Supplied records:
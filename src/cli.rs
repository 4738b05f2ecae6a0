//! Arguments de la ligne de commande (clap derive).

use std::path::PathBuf;

use clap::Parser;

use crate::config::DEFAULT_BASE_URL;

/// Affiche les N premières cryptomonnaies par capitalisation (CoinMarketCap)
#[derive(Debug, Parser)]
#[command(name = "cryptofetch", version, about, long_about = None)]
pub struct Args {
    /// Nombre de cryptomonnaies à récupérer
    #[arg(short, long, default_value_t = 10, value_parser = clap::value_parser!(u32).range(1..=5000))]
    pub limit: u32,

    /// Devise de conversion des prix (ex: USD, EUR, BTC)
    #[arg(short, long, default_value = "USD")]
    pub convert: String,

    /// Clé API CoinMarketCap (sinon lue dans COINMARKETCAP_API_KEY)
    #[arg(long)]
    pub api_key: Option<String>,

    /// URL de base de l'API
    #[arg(long, default_value = DEFAULT_BASE_URL)]
    pub base_url: String,

    /// Fichier .env à charger avant la lecture de l'environnement
    #[arg(long)]
    pub env_file: Option<PathBuf>,
}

Task description: Your output should start at the line containing "lue dans COINMARKETCAP_API_KEY)" and stop at the last line of the material, copied exactly, with nothing else.

Result of the exercise:
    /// Clé API CoinMarketCap (sinon lue dans COINMARKETCAP_API_KEY)
    #[arg(long)]
    pub api_key: Option<String>,

    /// URL de base de l'API
    #[arg(long, default_value = DEFAULT_BASE_URL)]
    pub base_url: String,

    /// Fichier .env à charger avant la lecture de l'environnement
    #[arg(long)]
    pub env_file: Option<PathBuf>,
}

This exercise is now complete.